On October 9, 2017, Jordan reported he was walking 15 minutes every other day and gaining confidence, but his ankle flared up again when he walked for 45 mintues. (Tr. 309). At a December 11, 2017 appointment he noted his ankle will swell with increased activity, and that his pain ranged from 3-5/10. (Tr. 304.) Left tibialis posterior tendonitis was added to his assessment. (Id.). On March 12, 2018, Jordan was continuing his water exercises and reported walking 15 minutes daily, weather permitting. (Tr. 299). He described his pain as ranging from 2-7/10. His plantarflexion had improved to 60º. (Id.). No further care is seen in the record until February 15, 2022, when Jordan presented to Dr. Dean for evaluation of bilateral ankle pain. (Tr. 294). He was ambulating with a cane in his right hand and wearing a fitted left foot brace, and reported right ankle pain intermittently for about a year. (Id.). He also reported left ankle pain around the medial malleolus with numbness in his toes. (Id.).
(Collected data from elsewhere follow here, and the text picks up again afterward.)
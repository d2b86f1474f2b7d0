//! 邮件客户端实现

use std::sync::Arc;
use std::time::Duration;

use email_address::EmailAddress;
use lettre::message::{MultiPart, SinglePart, header};
use lettre::transport::smtp::authentication::Credentials;
use lettre::{Message, SmtpTransport, Transport};
use mailflow_config::EmailConfig;
use mailflow_errors::SendError;
use secrecy::ExposeSecret;
use tracing::{debug, info};

use crate::{EmailSender, EmailTemplate};

/// 邮件客户端
pub struct EmailClient {
    config: EmailConfig,
    template: Arc<EmailTemplate>,
}

impl EmailClient {
    pub fn new(config: EmailConfig, template: EmailTemplate) -> Self {
        Self {
            config,
            template: Arc::new(template),
        }
    }

    /// 构建 SMTP 传输
    ///
    /// 连接和握手问题在发送时才暴露，这里的失败按瞬时处理
    fn build_transport(&self) -> Result<SmtpTransport, SendError> {
        let credentials = Credentials::new(
            self.config.username.clone(),
            self.config.password.expose_secret().clone(),
        );

        let transport = if self.config.use_tls {
            SmtpTransport::starttls_relay(&self.config.smtp_host)
        } else {
            SmtpTransport::relay(&self.config.smtp_host)
        }
        .map_err(|e| SendError::Transient(format!("Failed to create SMTP transport: {}", e)))?
        .port(self.config.smtp_port)
        .credentials(credentials)
        .timeout(Some(Duration::from_secs(self.config.timeout_secs)))
        .build();

        Ok(transport)
    }

    /// 构建邮件消息
    fn build_message(&self, to: &str, subject: &str, html_body: &str) -> Result<Message, SendError> {
        if !EmailAddress::is_valid(to) {
            return Err(SendError::Permanent(format!("Invalid to address: {}", to)));
        }

        let from = format!("{} <{}>", self.config.from_name, self.config.from_email)
            .parse()
            .map_err(|e| SendError::Permanent(format!("Invalid from address: {}", e)))?;

        let to = to
            .parse()
            .map_err(|e| SendError::Permanent(format!("Invalid to address: {}", e)))?;

        // HTML + 纯文本备用
        let body = MultiPart::alternative()
            .singlepart(
                SinglePart::builder()
                    .header(header::ContentType::TEXT_PLAIN)
                    .body(html_body.to_string()),
            )
            .singlepart(
                SinglePart::builder()
                    .header(header::ContentType::TEXT_HTML)
                    .body(html_body.to_string()),
            );

        let message = Message::builder()
            .from(from)
            .to(to)
            .subject(subject)
            .multipart(body)
            .map_err(|e| SendError::Permanent(format!("Failed to build message: {}", e)))?;

        Ok(message)
    }

    /// 发送邮件
    async fn send_message(&self, message: Message) -> Result<(), SendError> {
        let transport = self.build_transport()?;

        // 在 tokio 的 blocking 线程池中执行同步传输
        tokio::task::spawn_blocking(move || {
            transport.send(&message).map(|_| ()).map_err(classify_smtp_error)
        })
        .await
        .map_err(|e| SendError::Transient(format!("Task join error: {}", e)))??;

        Ok(())
    }
}

/// SMTP 错误分类
///
/// 5xx 响应码是永久失败；4xx 和连接层错误可望重试成功
fn classify_smtp_error(e: lettre::transport::smtp::Error) -> SendError {
    if e.is_permanent() {
        SendError::Permanent(format!("SMTP permanent failure: {}", e))
    } else {
        SendError::Transient(format!("SMTP failure: {}", e))
    }
}

#[async_trait::async_trait]
impl EmailSender for EmailClient {
    async fn send_template(
        &self,
        to: &str,
        subject: &str,
        template_name: &str,
        context: &serde_json::Value,
    ) -> Result<(), SendError> {
        debug!(to = %to, subject = %subject, template = %template_name, "Sending template email");

        let body = self.template.render(template_name, context)?;
        let message = self.build_message(to, subject, &body)?;
        self.send_message(message).await?;

        info!(to = %to, template = %template_name, "Email sent successfully");
        Ok(())
    }
}

#[cfg(test)]
mod tests {
    use std::collections::HashMap;

    use secrecy::Secret;

    use super::*;

    fn test_client() -> EmailClient {
        let config = EmailConfig {
            smtp_host: "smtp.example.com".to_string(),
            smtp_port: 587,
            username: "noreply@example.com".to_string(),
            password: Secret::new("password".to_string()),
            from_email: "noreply@example.com".to_string(),
            from_name: "Mailflow".to_string(),
            use_tls: true,
            timeout_secs: 30,
            template_dir: "templates".to_string(),
        };

        let mut templates = HashMap::new();
        templates.insert(
            "user_login.html".to_string(),
            "<p>New login at {{ userLoginTime }}</p>".to_string(),
        );

        EmailClient::new(config, EmailTemplate::from_strings(templates).unwrap())
    }

    #[test]
    fn test_build_message() {
        let client = test_client();
        let result = client.build_message("user@example.com", "Subject", "<h1>Body</h1>");
        assert!(result.is_ok());
    }

    #[test]
    fn test_invalid_address_is_permanent() {
        let client = test_client();
        let err = client
            .build_message("not-an-address", "Subject", "<h1>Body</h1>")
            .unwrap_err();
        assert!(!err.is_transient());
    }

    #[tokio::test]
    async fn test_render_failure_is_permanent() {
        let client = test_client();
        let err = client
            .send_template(
                "user@example.com",
                "Subject",
                "missing.html",
                &serde_json::json!({}),
            )
            .await
            .unwrap_err();
        assert!(!err.is_transient());
    }
}
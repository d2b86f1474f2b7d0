//! mailflow-config - 配置加载库

use figment::{
    Figment,
    providers::{Env, Format, Toml},
};
use secrecy::Secret;
use serde::Deserialize;
use thiserror::Error;

#[derive(Debug, Error)]
pub enum ConfigError {
    #[error("Failed to load config: {0}")]
    Load(#[from] figment::Error),
}

/// Kafka 配置
#[derive(Debug, Clone, Deserialize)]
pub struct KafkaConfig {
    pub brokers: String,
    #[serde(default = "default_group_id")]
    pub group_id: String,
    #[serde(default = "default_request_timeout_secs")]
    pub request_timeout_secs: u64,
}

fn default_group_id() -> String {
    "user-group".to_string()
}

fn default_request_timeout_secs() -> u64 {
    30
}

/// 消费端重投递配置
#[derive(Debug, Clone, Deserialize)]
pub struct ConsumerConfig {
    /// 瞬时失败触发重投递的次数上限，超过后消息进入 DLQ
    #[serde(default = "default_max_redeliveries")]
    pub max_redeliveries: u32,
    /// 重投递之间的初始退避（毫秒）
    #[serde(default = "default_redelivery_delay_ms")]
    pub redelivery_delay_ms: u64,
}

fn default_max_redeliveries() -> u32 {
    5
}

fn default_redelivery_delay_ms() -> u64 {
    500
}

impl Default for ConsumerConfig {
    fn default() -> Self {
        Self {
            max_redeliveries: default_max_redeliveries(),
            redelivery_delay_ms: default_redelivery_delay_ms(),
        }
    }
}

/// 数据库配置
#[derive(Debug, Clone, Deserialize)]
pub struct DatabaseConfig {
    pub url: Secret<String>,
    #[serde(default = "default_max_connections")]
    pub max_connections: u32,
}

fn default_max_connections() -> u32 {
    // 根据环境自动调整连接池大小
    match std::env::var("APP_ENV").as_deref() {
        Ok("production") => 50,
        _ => 10,
    }
}

/// 遥测配置
#[derive(Debug, Clone, Deserialize)]
pub struct TelemetryConfig {
    #[serde(default = "default_log_level")]
    pub log_level: String,
}

fn default_log_level() -> String {
    "info".to_string()
}

/// 邮件配置
#[derive(Debug, Clone, Deserialize)]
pub struct EmailConfig {
    pub smtp_host: String,
    pub smtp_port: u16,
    pub username: String,
    pub password: Secret<String>,
    pub from_email: String,
    pub from_name: String,
    #[serde(default)]
    pub use_tls: bool,
    #[serde(default = "default_timeout_secs")]
    pub timeout_secs: u64,
    #[serde(default = "default_template_dir")]
    pub template_dir: String,
}

fn default_timeout_secs() -> u64 {
    30
}

fn default_template_dir() -> String {
    "templates".to_string()
}

/// 验证码配置
#[derive(Debug, Clone, Deserialize)]
pub struct VerificationConfig {
    #[serde(default = "default_code_length")]
    pub code_length: usize,
    #[serde(default = "default_code_ttl_minutes")]
    pub code_ttl_minutes: i64,
}

fn default_code_length() -> usize {
    16
}

fn default_code_ttl_minutes() -> i64 {
    5
}

impl Default for VerificationConfig {
    fn default() -> Self {
        Self {
            code_length: default_code_length(),
            code_ttl_minutes: default_code_ttl_minutes(),
        }
    }
}

/// 应用配置
#[derive(Debug, Clone, Deserialize)]
pub struct AppConfig {
    pub app_name: String,
    pub app_env: String,
    pub kafka: KafkaConfig,
    #[serde(default)]
    pub consumer: ConsumerConfig,
    pub database: Option<DatabaseConfig>,
    pub telemetry: TelemetryConfig,
    pub email: Option<EmailConfig>,
    #[serde(default)]
    pub verification: VerificationConfig,
}

impl AppConfig {
    /// 从配置文件和环境变量加载配置
    pub fn load(config_dir: &str) -> Result<Self, ConfigError> {
        let env = std::env::var("APP_ENV").unwrap_or_else(|_| "development".to_string());

        let config: Self = Figment::new()
            .merge(Toml::file(format!("{}/default.toml", config_dir)))
            .merge(Toml::file(format!("{}/{}.toml", config_dir, env)))
            .merge(Env::prefixed("").split("_"))
            .extract()?;

        Ok(config)
    }

    /// 是否为生产环境
    pub fn is_production(&self) -> bool {
        self.app_env == "production"
    }

    /// 是否为开发环境
    pub fn is_development(&self) -> bool {
        self.app_env == "development"
    }
}

#[cfg(test)]
mod tests;
//! common - 通用类型和工具库

pub mod retry;
pub mod types;

pub use retry::*;
pub use types::*;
He again weighed 400 pounds. (Tr. 295). He demonstrated a bilateral antalgic gait, and had tenderness to palpation at the first, second and third bilateral tarsal metatarsal, and at the left medial, lateral, anterior and posterior jointlines and the left posterior tibial tendon. (Tr.

296). He was measured with bilateral 5º dorsiflection, 50º right plantarflexion and 45º left plantarflexion, 75% bilateral inversion and 75% left ankle eversion. (Id.).